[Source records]
--------
//! Shared scenario fixtures.
//!
//! Constructors rather than statics: each scenario gets a fresh owned value,
//! so mutating one copy cannot leak into another scenario.

use crate::models::{BookingDates, BookingRecord, Credentials};
use chrono::NaiveDate;

fn date(year: i32, month: u32, day: u32) -> NaiveDate {
    NaiveDate::from_ymd_opt(year, month, day).expect("valid fixture date")
}

/// Booking used by the create, get and delete scenarios.
pub fn booking_data() -> BookingRecord {
    BookingRecord {
        firstname: "Dafne".to_string(),
        lastname: "Casero".to_string(),
        totalprice: 175,
        depositpaid: false,
        bookingdates: BookingDates {
            checkin: date(2025, 12, 24),
            checkout: date(2025, 12, 26),
        },
        additionalneeds: "Breakfast".to_string(),
    }
}

/// Full replacement record for the update scenario.
pub fn updated_booking_data() -> BookingRecord {
    BookingRecord {
        firstname: "Maria".to_string(),
        lastname: "Rodriguez".to_string(),
        totalprice: 250,
        depositpaid: true,
        bookingdates: BookingDates {
            checkin: date(2026, 1, 10),
            checkout: date(2026, 1, 15),
        },
        additionalneeds: "Lunch".to_string(),
    }
}

/// Credentials the auth endpoint accepts.
pub fn auth_credentials() -> Credentials {
    Credentials::new("admin", "password123")
}
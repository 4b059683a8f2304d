// --- File: crates/bookify_client/src/models.rs ---

use chrono::NaiveDate;
use serde::{Deserialize, Serialize};

// --- Data Structures ---

/// Credentials sent to the auth endpoint.
#[derive(Serialize, Debug, Clone)]
pub struct Credentials {
    pub username: String,
    pub password: String,
}

impl Credentials {
    pub fn new(username: impl Into<String>, password: impl Into<String>) -> Self {
        Credentials {
            username: username.into(),
            password: password.into(),
        }
    }
}

/// Body of a successful `POST /auth` response.
#[derive(Deserialize, Debug)]
pub struct AuthResponse {
    pub token: String,
}

/// Check-in / check-out pair. The API exchanges these as `YYYY-MM-DD`
/// strings, which is chrono's serde format for `NaiveDate`.
#[derive(Serialize, Deserialize, Debug, Clone, PartialEq, Eq)]
pub struct BookingDates {
    pub checkin: NaiveDate,
    pub checkout: NaiveDate,
}

/// A booking record as the API stores it.
///
/// Sent verbatim on create and update; the API assigns the id separately
/// (see [`CreateBookingResponse`]).
#[derive(Serialize, Deserialize, Debug, Clone, PartialEq, Eq)]
pub struct BookingRecord {
    pub firstname: String,
    pub lastname: String,
    pub totalprice: u32,
    pub depositpaid: bool,
    pub bookingdates: BookingDates,
    pub additionalneeds: String,
}

/// Body of a successful `POST /booking` response.
///
/// The assigned `bookingid` is only valid between a successful create and a
/// successful delete for that id.
#[derive(Deserialize, Debug)]
pub struct CreateBookingResponse {
    pub bookingid: i64,
    pub booking: BookingRecord,
}
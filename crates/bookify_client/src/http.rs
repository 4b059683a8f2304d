// --- File: crates/bookify_client/src/http.rs ---
use once_cell::sync::Lazy;
use reqwest::{Client, Error as ReqwestError};
use std::time::Duration;

/// Default timeout for requests against the booking API, in seconds
const DEFAULT_TIMEOUT_SECS: u64 = 30;

/// A static HTTP client shared by the auth and booking clients.
/// Connection pooling happens here, so cloning it per client is cheap.
pub static HTTP_CLIENT: Lazy<Client> = Lazy::new(|| {
    Client::builder()
        .timeout(Duration::from_secs(DEFAULT_TIMEOUT_SECS))
        .build()
        .expect("Failed to create HTTP client")
});

/// Builds a client with a non-default timeout, e.g. from `HttpConfig`.
pub fn build_client(timeout_seconds: u64) -> Result<Client, ReqwestError> {
    Client::builder()
        .timeout(Duration::from_secs(timeout_seconds))
        .build()
}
--------
- _Your assignment_
Which lines above include the word "month"? Return each one.

- _Task answer_
fn date(year: i32, month: u32, day: u32) -> NaiveDate {
    NaiveDate::from_ymd_opt(year, month, day).expect("valid fixture date")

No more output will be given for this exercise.